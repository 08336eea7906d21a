//! Unordered pairs, linearly scanned.

use userdata_foundation::{BackendKind, Handle, UserData};

use crate::store::UserdataStore;

/// `Vec<(Handle, UserData)>` in insertion order.
///
/// O(n) for both operations.
#[derive(Clone, Debug, Default)]
pub struct UnsortedVecStore {
    entries: Vec<(Handle, UserData)>,
}

impl UnsortedVecStore {
    /// Creates an empty store.
    #[must_use]
    pub fn new() -> Self {
        Self::default()
    }

    /// Creates an empty store with room for `capacity` handles.
    #[must_use]
    pub fn with_capacity(capacity: usize) -> Self {
        Self {
            entries: Vec::with_capacity(capacity),
        }
    }

    /// Returns the number of associations.
    #[must_use]
    pub fn len(&self) -> usize {
        self.entries.len()
    }

    /// Returns true if there are no associations.
    #[must_use]
    pub fn is_empty(&self) -> bool {
        self.entries.is_empty()
    }
}

impl UserdataStore for UnsortedVecStore {
    fn set(&mut self, handle: Handle, data: UserData) {
        match self.entries.iter_mut().find(|(h, _)| *h == handle) {
            Some(entry) => entry.1 = data,
            None => self.entries.push((handle, data)),
        }
    }

    fn get(&mut self, handle: Handle) -> Option<UserData> {
        self.entries
            .iter()
            .find(|(h, _)| *h == handle)
            .map(|&(_, data)| data)
    }

    fn description(&self) -> &'static str {
        "Vec, unsorted"
    }

    fn kind(&self) -> BackendKind {
        BackendKind::UnsortedVec
    }
}
//! Hash table keyed by handle.

use std::collections::HashMap;

use userdata_foundation::{BackendKind, Handle, UserData};

use crate::store::UserdataStore;

/// `HashMap<Handle, UserData>`.
///
/// O(1) average for both operations; no ordering over handles.
#[derive(Clone, Debug, Default)]
pub struct HashMapStore {
    data: HashMap<Handle, UserData>,
}

impl HashMapStore {
    /// Creates an empty store.
    #[must_use]
    pub fn new() -> Self {
        Self::default()
    }

    /// Creates an empty store with room for `capacity` handles.
    #[must_use]
    pub fn with_capacity(capacity: usize) -> Self {
        Self {
            data: HashMap::with_capacity(capacity),
        }
    }

    /// Returns the number of associations.
    #[must_use]
    pub fn len(&self) -> usize {
        self.data.len()
    }

    /// Returns true if there are no associations.
    #[must_use]
    pub fn is_empty(&self) -> bool {
        self.data.is_empty()
    }
}

impl UserdataStore for HashMapStore {
    fn set(&mut self, handle: Handle, data: UserData) {
        self.data.insert(handle, data);
    }

    fn get(&mut self, handle: Handle) -> Option<UserData> {
        self.data.get(&handle).copied()
    }

    fn description(&self) -> &'static str {
        "HashMap"
    }

    fn kind(&self) -> BackendKind {
        BackendKind::HashMap
    }
}
//! Integration tests for Layer 1: Store
//!
//! Tests for every backend through the factory, the host, and the
//! documented scenarios.

mod backends;
mod scenarios;
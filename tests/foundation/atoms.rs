//! Integration tests for the atom table

use userdata_foundation::{Atom, AtomTable};

#[test]
fn first_atom_starts_at_the_atom_range() {
    let mut table = AtomTable::new();
    let atom = table.add("userdata").unwrap();

    assert_eq!(atom.raw(), Atom::FIRST);
    assert_eq!(atom.index(), 0);
}

#[test]
fn adding_twice_returns_same_atom() {
    let mut table = AtomTable::new();
    let a = table.add("userdata").unwrap();
    let b = table.add("userdata").unwrap();

    assert_eq!(a, b);
    assert_eq!(table.len(), 1);
}

#[test]
fn lookups_ignore_ascii_case() {
    let mut table = AtomTable::new();
    let atom = table.add("UserData").unwrap();

    assert_eq!(table.find("userdata"), Some(atom));
    assert_eq!(table.add("USERDATA").unwrap(), atom);
    assert_eq!(table.name(atom), Some("UserData"));
}

#[test]
fn distinct_names_get_distinct_atoms() {
    let mut table = AtomTable::new();
    let a = table.add("alpha").unwrap();
    let b = table.add("beta").unwrap();

    assert_ne!(a, b);
    assert_eq!(table.find("gamma"), None);
}

#[test]
fn empty_name_is_rejected() {
    let mut table = AtomTable::new();
    assert!(table.add("").unwrap_err().is_configuration());
    assert!(table.is_empty());
}
//! userdata - Pluggable handle-to-userdata association stores
//!
//! This crate re-exports all layers of the userdata system for convenient access.
//! For detailed documentation, see the individual layer crates.
//!
//! # Architecture
//!
//! ```text
//! Layer 2: userdata_runtime    — Benchmark harness, session, CLI
//! Layer 1: userdata_store      — Host window table, backends, factory
//! Layer 0: userdata_foundation — Core types (Handle, UserData, Error)
//! ```

pub use userdata_foundation as foundation;
pub use userdata_runtime as runtime;
pub use userdata_store as store;
//! Core types for userdata.
//!
//! This crate provides:
//! - [`Handle`] - Opaque, totally ordered identifiers handed out by a host
//! - [`UserData`] - Non-owning, type-erased pointers to caller data
//! - [`BackendKind`] - The closed set of association strategies
//! - [`Error`] - Error types with context
//! - [`AtomTable`] - Interned integer aliases for property names

#![warn(missing_docs)]
#![warn(clippy::all)]
#![warn(clippy::pedantic)]

pub mod error;
pub mod handle;
pub mod intern;
pub mod kind;
pub mod userdata;

pub use error::{Error, ErrorContext, ErrorKind, Result};
pub use handle::Handle;
pub use intern::{Atom, AtomTable};
pub use kind::BackendKind;
pub use userdata::UserData;
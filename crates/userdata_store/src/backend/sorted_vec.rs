//! Contiguous pairs kept sorted by handle.
//!
//! `set` finds the lower bound of the handle. An exact match is overwritten;
//! otherwise the pair is inserted there, which is also the upper bound since
//! no equal key exists. Duplicate handles are therefore never stored, and the
//! sequence stays strictly increasing.

use userdata_foundation::{BackendKind, Handle, UserData};

use crate::store::UserdataStore;

/// `Vec<(Handle, UserData)>` sorted by handle, binary searched.
///
/// O(log n) lookup, O(n) insertion of a new handle.
#[derive(Clone, Debug, Default)]
pub struct SortedVecStore {
    entries: Vec<(Handle, UserData)>,
}

impl SortedVecStore {
    /// Creates an empty store.
    #[must_use]
    pub fn new() -> Self {
        Self::default()
    }

    /// Creates an empty store with room for `capacity` handles.
    #[must_use]
    pub fn with_capacity(capacity: usize) -> Self {
        Self {
            entries: Vec::with_capacity(capacity),
        }
    }

    fn lower_bound(&self, handle: Handle) -> usize {
        self.entries.partition_point(|&(h, _)| h < handle)
    }

    /// Returns the number of associations.
    #[must_use]
    pub fn len(&self) -> usize {
        self.entries.len()
    }

    /// Returns true if there are no associations.
    #[must_use]
    pub fn is_empty(&self) -> bool {
        self.entries.is_empty()
    }

    /// Iterates over stored handles in storage order, which is ascending.
    pub fn handles(&self) -> impl Iterator<Item = Handle> + '_ {
        self.entries.iter().map(|&(h, _)| h)
    }
}

impl UserdataStore for SortedVecStore {
    fn set(&mut self, handle: Handle, data: UserData) {
        let pos = self.lower_bound(handle);
        match self.entries.get_mut(pos) {
            Some(entry) if entry.0 == handle => entry.1 = data,
            _ => self.entries.insert(pos, (handle, data)),
        }
    }

    fn get(&mut self, handle: Handle) -> Option<UserData> {
        let pos = self.lower_bound(handle);
        self.entries
            .get(pos)
            .filter(|(h, _)| *h == handle)
            .map(|&(_, data)| data)
    }

    fn description(&self) -> &'static str {
        "Vec, sorted"
    }

    fn kind(&self) -> BackendKind {
        BackendKind::SortedVec
    }
}
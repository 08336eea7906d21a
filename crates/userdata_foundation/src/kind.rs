//! Backend selectors.

use std::fmt;
use std::str::FromStr;

#[cfg(feature = "serde")]
use serde::{Deserialize, Serialize};

use crate::error::{Error, ErrorKind};

/// The closed set of association strategies.
///
/// The discriminant is the numeric index accepted on the command line.
#[derive(Copy, Clone, Debug, PartialEq, Eq, Hash, PartialOrd, Ord)]
#[cfg_attr(feature = "serde", derive(Serialize, Deserialize))]
pub enum BackendKind {
    /// Slots indexed by call order, not by handle.
    #[cfg_attr(feature = "serde", serde(rename = "baseline"))]
    DirectSlot = 0,
    /// The host's pointer-sized userdata slot on each window.
    #[cfg_attr(feature = "serde", serde(rename = "native-slot"))]
    NativeSlot = 1,
    /// A host window property keyed by name.
    #[cfg_attr(feature = "serde", serde(rename = "prop-string"))]
    PropertyByName = 2,
    /// A host window property keyed by an interned atom.
    #[cfg_attr(feature = "serde", serde(rename = "prop-atom"))]
    PropertyByAtom = 3,
    /// `std::collections::HashMap`.
    #[cfg_attr(feature = "serde", serde(rename = "hash-map"))]
    HashMap = 4,
    /// `std::collections::BTreeMap`.
    #[cfg_attr(feature = "serde", serde(rename = "btree-map"))]
    OrderedMap = 5,
    /// A vector kept sorted by handle, binary searched.
    #[cfg_attr(feature = "serde", serde(rename = "vec-sorted"))]
    SortedVec = 6,
    /// An unsorted vector, linearly scanned.
    #[cfg_attr(feature = "serde", serde(rename = "vec-unsorted"))]
    UnsortedVec = 7,
}

impl BackendKind {
    /// Every kind, in index order.
    pub const ALL: [BackendKind; 8] = [
        Self::DirectSlot,
        Self::NativeSlot,
        Self::PropertyByName,
        Self::PropertyByAtom,
        Self::HashMap,
        Self::OrderedMap,
        Self::SortedVec,
        Self::UnsortedVec,
    ];

    /// Returns the numeric index of this kind.
    #[must_use]
    pub const fn index(self) -> usize {
        self as usize
    }

    /// Looks up a kind by numeric index.
    #[must_use]
    pub fn from_index(index: usize) -> Option<Self> {
        Self::ALL.get(index).copied()
    }

    /// Returns the command-line name of this kind.
    #[must_use]
    pub const fn name(self) -> &'static str {
        match self {
            Self::DirectSlot => "baseline",
            Self::NativeSlot => "native-slot",
            Self::PropertyByName => "prop-string",
            Self::PropertyByAtom => "prop-atom",
            Self::HashMap => "hash-map",
            Self::OrderedMap => "btree-map",
            Self::SortedVec => "vec-sorted",
            Self::UnsortedVec => "vec-unsorted",
        }
    }

    /// Returns true if this kind delegates storage to the host.
    #[must_use]
    pub const fn is_host_backed(self) -> bool {
        matches!(
            self,
            Self::NativeSlot | Self::PropertyByName | Self::PropertyByAtom
        )
    }

    /// Returns true if `get` on a never-set handle yields `None`.
    ///
    /// Only the direct-slot array breaks this: it ignores the handle.
    #[must_use]
    pub const fn is_associative(self) -> bool {
        !matches!(self, Self::DirectSlot)
    }
}

impl fmt::Display for BackendKind {
    fn fmt(&self, f: &mut fmt::Formatter<'_>) -> fmt::Result {
        f.write_str(self.name())
    }
}

impl FromStr for BackendKind {
    type Err = Error;

    /// Parses either a numeric index in `[0, 7]` or a kind name.
    fn from_str(s: &str) -> Result<Self, Self::Err> {
        let s = s.trim();
        let by_index = s.parse::<usize>().ok().and_then(Self::from_index);
        let by_name = || Self::ALL.into_iter().find(|k| k.name() == s);

        by_index
            .or_else(by_name)
            .ok_or_else(|| Error::new(ErrorKind::InvalidBackend(s.to_string())))
    }
}
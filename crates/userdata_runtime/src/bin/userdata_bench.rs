//! `userdata-bench` entry point.
//!
//! ```bash
//! # interactive: press g to measure, q to quit
//! userdata-bench --kind vec-sorted
//!
//! # batch: five measurements of backend 4 over a 20x20x5 grid, as JSON
//! userdata-bench -k 4 -g 20,20,5 --runs 5 --json
//! ```

use std::process::ExitCode;

use clap::Parser;
use tracing::info;

use userdata_foundation::BackendKind;
use userdata_runtime::{App, BenchConfig, GridInfo, Prompt, logging};

/// Measures per-window userdata access across storage backends.
#[derive(Parser, Debug)]
#[command(name = "userdata-bench", version, about, long_about = None)]
struct Cli {
    /// Backend, by index 0-7 or by name (baseline, native-slot, prop-string,
    /// prop-atom, hash-map, btree-map, vec-sorted, vec-unsorted)
    #[arg(short, long)]
    kind: BackendKind,

    /// Label grid as rows,columns,layers
    #[arg(short, long, default_value = "10,10,10")]
    grid: GridInfo,

    /// Passes over every handle per measurement
    #[arg(short, long, default_value_t = BenchConfig::DEFAULT_SAMPLES)]
    samples: usize,

    /// Seed for the initial values
    #[arg(long, default_value_t = BenchConfig::DEFAULT_SEED)]
    seed: u64,

    /// Run this many measurements and exit instead of prompting
    #[arg(long)]
    runs: Option<usize>,

    /// Print reports as JSON
    #[arg(long)]
    json: bool,

    /// Log level (trace, debug, info, warn, error)
    #[arg(long, default_value = "warn")]
    log_level: String,

    /// Disable colored log output
    #[arg(long)]
    no_color: bool,
}

fn main() -> ExitCode {
    let cli = Cli::parse();

    match run(cli) {
        Ok(()) => ExitCode::SUCCESS,
        Err(e) => {
            eprintln!("Error: {e}");
            ExitCode::FAILURE
        }
    }
}

fn run(cli: Cli) -> Result<(), Box<dyn std::error::Error>> {
    let level = logging::parse_level(&cli.log_level)?;
    logging::init(level, !cli.no_color)?;

    let config = BenchConfig::new(cli.kind)
        .with_grid(cli.grid)
        .with_samples(cli.samples)
        .with_seed(cli.seed);
    let app = App::new(config)?;

    match cli.runs {
        Some(runs) => batch(app, runs, cli.json),
        None => {
            let runs = Prompt::new(app)?.with_json(cli.json).run()?;
            info!(runs, "session closed");
            Ok(())
        }
    }
}

fn batch(mut app: App, runs: usize, json: bool) -> Result<(), Box<dyn std::error::Error>> {
    for _ in 0..runs {
        let report = app.benchmark()?;
        if json {
            println!("{}", report.to_json()?);
        } else {
            println!("{report}");
        }
    }
    app.quit();
    Ok(())
}
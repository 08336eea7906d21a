//! The association contract every backend satisfies.

use userdata_foundation::{BackendKind, Handle, UserData};

/// Associates caller-owned data with opaque handles.
///
/// At most one value is associated with a handle at any time. Stores never
/// own, copy, or dereference the values they hold.
pub trait UserdataStore {
    /// Associates `data` with `handle`, replacing any previous value.
    fn set(&mut self, handle: Handle, data: UserData);

    /// Returns the value associated with `handle`, or `None`.
    ///
    /// Takes `&mut self` because some strategies advance internal state on
    /// every lookup. Must not allocate.
    fn get(&mut self, handle: Handle) -> Option<UserData>;

    /// Human-readable name of the storage strategy, for reports.
    fn description(&self) -> &'static str;

    /// The selector this strategy corresponds to.
    fn kind(&self) -> BackendKind;
}
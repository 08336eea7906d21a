//! Integration tests for error construction and classification

use userdata_foundation::{BackendKind, Error, ErrorContext, ErrorKind, Handle};

#[test]
fn configuration_errors() {
    assert!(Error::invalid_config("bad").is_configuration());
    assert!(Error::unsupported(BackendKind::NativeSlot, "native userdata slot").is_configuration());
    assert!(Error::new(ErrorKind::InvalidBackend("9".into())).is_configuration());
}

#[test]
fn defects_are_not_configuration_errors() {
    assert!(!Error::missing_userdata(Handle::from_raw(2)).is_configuration());
    assert!(!Error::benchmark_mismatch(0, 10, 11).is_configuration());
    assert!(!Error::new(ErrorKind::Internal("x".into())).is_configuration());
}

#[test]
fn unsupported_message_names_kind_and_capability() {
    let err = Error::unsupported(BackendKind::PropertyByAtom, "atom table");
    assert_eq!(
        err.to_string(),
        "backend prop-atom is unavailable: host has no atom table"
    );
}

#[test]
fn mismatch_message() {
    let err = Error::benchmark_mismatch(3, 107, 106);
    assert_eq!(
        err.to_string(),
        "benchmark data mismatch at index 3: expected 107, got 106"
    );
}

#[test]
fn context_is_attached() {
    let err = Error::benchmark_mismatch(0, 1, 2)
        .with_context(ErrorContext::new().with_backend("HashMap").with_run(100, 1000));

    let context = err.context.unwrap();
    assert_eq!(context.to_string(), "in HashMap (100 samples x 1000 handles)");
}
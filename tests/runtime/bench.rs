//! Integration tests for the benchmark harness

use std::cell::Cell;
use std::rc::Rc;

use userdata_foundation::{BackendKind, ErrorKind, Handle, UserData};
use userdata_runtime::benchmark_userdata_access;
use userdata_store::{HostWindows, Userdata, UserdataStore, WindowHost};

fn bound_store(
    kind: BackendKind,
    host: &Rc<HostWindows>,
    data: &[Cell<i32>],
) -> (Userdata, Vec<Handle>) {
    let dyn_host: Rc<dyn WindowHost> = host.clone();
    let mut store = Userdata::new(kind, &dyn_host).unwrap();
    let handles: Vec<_> = (0..data.len())
        .map(|i| host.create_window(format!("label {i}")))
        .collect();
    for (h, v) in handles.iter().zip(data) {
        store.set(*h, UserData::from_ref(v));
    }
    (store, handles)
}

#[test]
fn every_kind_adds_exactly_the_sample_count() {
    for kind in BackendKind::ALL {
        let host = Rc::new(HostWindows::new());
        let data: Vec<_> = (0..20).map(|i| Cell::new(i * 3)).collect();
        let (mut store, handles) = bound_store(kind, &host, &data);

        // SAFETY: every handle is bound to a cell in `data`.
        let report = unsafe { benchmark_userdata_access(&mut store, &handles, &data, 25) }
            .unwrap_or_else(|e| panic!("{kind}: {e}"));

        for (i, cell) in data.iter().enumerate() {
            assert_eq!(cell.get(), i as i32 * 3 + 25, "{kind}");
        }
        assert_eq!(report.kind, kind);
        assert_eq!(report.description, store.description());
        assert!(report.to_string().starts_with("average call time: "));
        assert!(report.to_string().ends_with(&format!("ns ({})", store.description())));
    }
}

#[test]
fn swapped_binding_is_detected() {
    let host = Rc::new(HostWindows::new());
    let data: Vec<_> = (0..3).map(Cell::new).collect();
    let (mut store, handles) = bound_store(BackendKind::OrderedMap, &host, &data);
    store.set(handles[1], UserData::from_ref(&data[0]));

    // SAFETY: every handle is bound to a cell in `data`.
    let err = unsafe { benchmark_userdata_access(&mut store, &handles, &data, 4) }.unwrap_err();

    assert!(matches!(
        err.kind,
        ErrorKind::BenchmarkMismatch { index: 0, expected: 4, actual: 8 }
    ));
    assert!(!err.is_configuration());
}

#[test]
fn destroyed_window_loses_its_userdata() {
    let host = Rc::new(HostWindows::new());
    let data: Vec<_> = (0..3).map(Cell::new).collect();
    let (mut store, handles) = bound_store(BackendKind::NativeSlot, &host, &data);
    host.destroy_window(handles[2]);

    // SAFETY: the remaining handles are bound to cells in `data`.
    let err = unsafe { benchmark_userdata_access(&mut store, &handles, &data, 1) }.unwrap_err();

    assert!(matches!(err.kind, ErrorKind::MissingUserData(h) if h == handles[2]));
}

#[test]
fn mismatched_lengths_are_rejected() {
    let host = Rc::new(HostWindows::new());
    let data: Vec<_> = (0..3).map(Cell::new).collect();
    let (mut store, handles) = bound_store(BackendKind::HashMap, &host, &data);

    // SAFETY: nothing is dereferenced before the length check.
    let err = unsafe { benchmark_userdata_access(&mut store, &handles[..2], &data, 1) }
        .unwrap_err();
    assert!(err.is_configuration());
}

#[test]
fn every_kind_passes_when_values_wrap() {
    for kind in BackendKind::ALL {
        let host = Rc::new(HostWindows::new());
        let data: Vec<_> = (0..4).map(|i| Cell::new(i32::MAX - i)).collect();
        let (mut store, handles) = bound_store(kind, &host, &data);

        // SAFETY: every handle is bound to a cell in `data`.
        unsafe { benchmark_userdata_access(&mut store, &handles, &data, 2) }
            .unwrap_or_else(|e| panic!("{kind}: {e}"));

        let values: Vec<_> = data.iter().map(Cell::get).collect();
        assert_eq!(
            values,
            vec![i32::MIN + 1, i32::MIN, i32::MAX, i32::MAX - 1],
            "{kind}"
        );
    }
}
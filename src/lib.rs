//! Namespaced key composition and parsing for key-value stores.
//!
//! A full name is `prefix + join(namespace, namespace_delimiter) + key_delimiter + key`,
//! e.g. redis style `a::b::c::key` or etcd style `/a/b/c/key`.
//!
//! ```
//! use nskey::{with_etcd_style, Namespace, Overrides};
//!
//! let ns = Namespace::from(["a", "b", "c"]);
//! assert_eq!(ns.full_name("q", &Overrides::new()), "a::b::c::q");
//! assert_eq!(ns.full_name("q", &with_etcd_style()), "/a/b/c/q");
//!
//! let (ns, key) = Namespace::from_full_name("/a/b/c/q", &with_etcd_style()).unwrap();
//! assert_eq!(ns, ["a", "b", "c"]);
//! assert_eq!(key, "q");
//! ```

// Error handling module
mod errors;

pub mod defaults;
pub mod idgen;
mod namespace;
mod options;

pub use defaults::{
    default_options, replace_default_options, reset_default_options, resolve, set_default_options,
};
pub use errors::{NamespaceError, Result};
pub use idgen::{Algorithm, GenerationError, IdGenerator};
pub use namespace::{Codec, Namespace};
pub use options::*;
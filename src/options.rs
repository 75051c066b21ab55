use crate::errors::Result;
use crate::idgen::Algorithm;
use serde::{Deserialize, Serialize};

/// Default separator between namespace segments
pub const DEFAULT_NAMESPACE_DELIMITER: &str = "::";

/// Default separator between the namespace and the key
pub const DEFAULT_KEY_DELIMITER: &str = "::";

/// Resolved configuration for one encode or decode call
///
/// Any subset of fields may be given in a configuration document:
///
/// ```
/// let opts = nskey::Options::from_json(r#"{"prefix": "/", "key_delimiter": "/"}"#).unwrap();
/// assert_eq!(opts.namespace_delimiter, "::");
/// ```
#[derive(Debug, Clone, PartialEq, Eq, Serialize, Deserialize)]
#[serde(default)]
pub struct Options {
    /// Written verbatim in front of the first segment, no delimiter is inserted
    pub prefix: String,

    /// Separator between namespace segments
    pub namespace_delimiter: String,

    /// Separator between the namespace and the key
    pub key_delimiter: String,

    /// Algorithm used to produce the key in `random_key`
    pub random_key_algorithm: Algorithm,
}

impl Default for Options {
    fn default() -> Self {
        Self {
            prefix: String::new(),
            namespace_delimiter: DEFAULT_NAMESPACE_DELIMITER.to_string(),
            key_delimiter: DEFAULT_KEY_DELIMITER.to_string(),
            random_key_algorithm: Algorithm::default(),
        }
    }
}

impl Options {
    /// `a::b::c::key`
    pub fn redis_style() -> Self {
        Overrides::new().redis_style().apply(&Options::default())
    }

    /// `/a/b/c/key`
    pub fn etcd_style() -> Self {
        Overrides::new().etcd_style().apply(&Options::default())
    }

    pub fn from_json(text: &str) -> Result<Self> {
        Ok(serde_json::from_str(text)?)
    }

    pub fn to_json(&self) -> Result<String> {
        Ok(serde_json::to_string(self)?)
    }

    pub(crate) fn delimiters_match(&self) -> bool {
        self.namespace_delimiter == self.key_delimiter
    }
}

/// Partial configuration layered on top of a base [`Options`]
///
/// Setters may be chained; a later call overwrites an earlier one for the
/// same field.
#[derive(Debug, Clone, Default, PartialEq, Eq)]
pub struct Overrides {
    prefix: Option<String>,
    namespace_delimiter: Option<String>,
    key_delimiter: Option<String>,
    random_key_algorithm: Option<Algorithm>,
}

impl Overrides {
    pub fn new() -> Self {
        Self::default()
    }

    pub fn prefix(mut self, prefix: &str) -> Self {
        self.prefix = Some(prefix.to_string());
        self
    }

    pub fn namespace_delimiter(mut self, delimiter: &str) -> Self {
        self.namespace_delimiter = Some(delimiter.to_string());
        self
    }

    pub fn key_delimiter(mut self, delimiter: &str) -> Self {
        self.key_delimiter = Some(delimiter.to_string());
        self
    }

    pub fn random_key_algorithm(mut self, algorithm: Algorithm) -> Self {
        self.random_key_algorithm = Some(algorithm);
        self
    }

    /// Both delimiters `::`, empty prefix
    pub fn redis_style(self) -> Self {
        self.key_delimiter("::").namespace_delimiter("::").prefix("")
    }

    /// Both delimiters `/`, prefix `/`
    pub fn etcd_style(self) -> Self {
        self.key_delimiter("/").namespace_delimiter("/").prefix("/")
    }

    /// Fold `other` on top of `self`; fields set in `other` win
    pub fn merge(mut self, other: &Overrides) -> Self {
        if let Some(prefix) = &other.prefix {
            self.prefix = Some(prefix.clone());
        }
        if let Some(delimiter) = &other.namespace_delimiter {
            self.namespace_delimiter = Some(delimiter.clone());
        }
        if let Some(delimiter) = &other.key_delimiter {
            self.key_delimiter = Some(delimiter.clone());
        }
        if let Some(algorithm) = other.random_key_algorithm {
            self.random_key_algorithm = Some(algorithm);
        }
        self
    }

    pub fn is_empty(&self) -> bool {
        self.prefix.is_none()
            && self.namespace_delimiter.is_none()
            && self.key_delimiter.is_none()
            && self.random_key_algorithm.is_none()
    }

    /// Return `base` with every field set here replaced
    pub fn apply(&self, base: &Options) -> Options {
        Options {
            prefix: self.prefix.clone().unwrap_or_else(|| base.prefix.clone()),
            namespace_delimiter: self
                .namespace_delimiter
                .clone()
                .unwrap_or_else(|| base.namespace_delimiter.clone()),
            key_delimiter: self
                .key_delimiter
                .clone()
                .unwrap_or_else(|| base.key_delimiter.clone()),
            random_key_algorithm: self
                .random_key_algorithm
                .unwrap_or(base.random_key_algorithm),
        }
    }
}

impl From<Options> for Overrides {
    fn from(opts: Options) -> Self {
        Self {
            prefix: Some(opts.prefix),
            namespace_delimiter: Some(opts.namespace_delimiter),
            key_delimiter: Some(opts.key_delimiter),
            random_key_algorithm: Some(opts.random_key_algorithm),
        }
    }
}

pub fn with_prefix(prefix: &str) -> Overrides {
    Overrides::new().prefix(prefix)
}

pub fn with_namespace_delimiter(delimiter: &str) -> Overrides {
    Overrides::new().namespace_delimiter(delimiter)
}

pub fn with_key_delimiter(delimiter: &str) -> Overrides {
    Overrides::new().key_delimiter(delimiter)
}

pub fn with_random_key_algorithm(algorithm: Algorithm) -> Overrides {
    Overrides::new().random_key_algorithm(algorithm)
}

pub fn with_redis_style() -> Overrides {
    Overrides::new().redis_style()
}

pub fn with_etcd_style() -> Overrides {
    Overrides::new().etcd_style()
}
--------
■ **Assigned task**: Determine which lines above include the word "rename", and report those lines in full.

■ **Solved problem**:
    #[cfg_attr(feature = "serde", serde(rename = "baseline"))]
    #[cfg_attr(feature = "serde", serde(rename = "native-slot"))]
    #[cfg_attr(feature = "serde", serde(rename = "prop-string"))]
    #[cfg_attr(feature = "serde", serde(rename = "prop-atom"))]
    #[cfg_attr(feature = "serde", serde(rename = "hash-map"))]
    #[cfg_attr(feature = "serde", serde(rename = "btree-map"))]
    #[cfg_attr(feature = "serde", serde(rename = "vec-sorted"))]
    #[cfg_attr(feature = "serde", serde(rename = "vec-unsorted"))]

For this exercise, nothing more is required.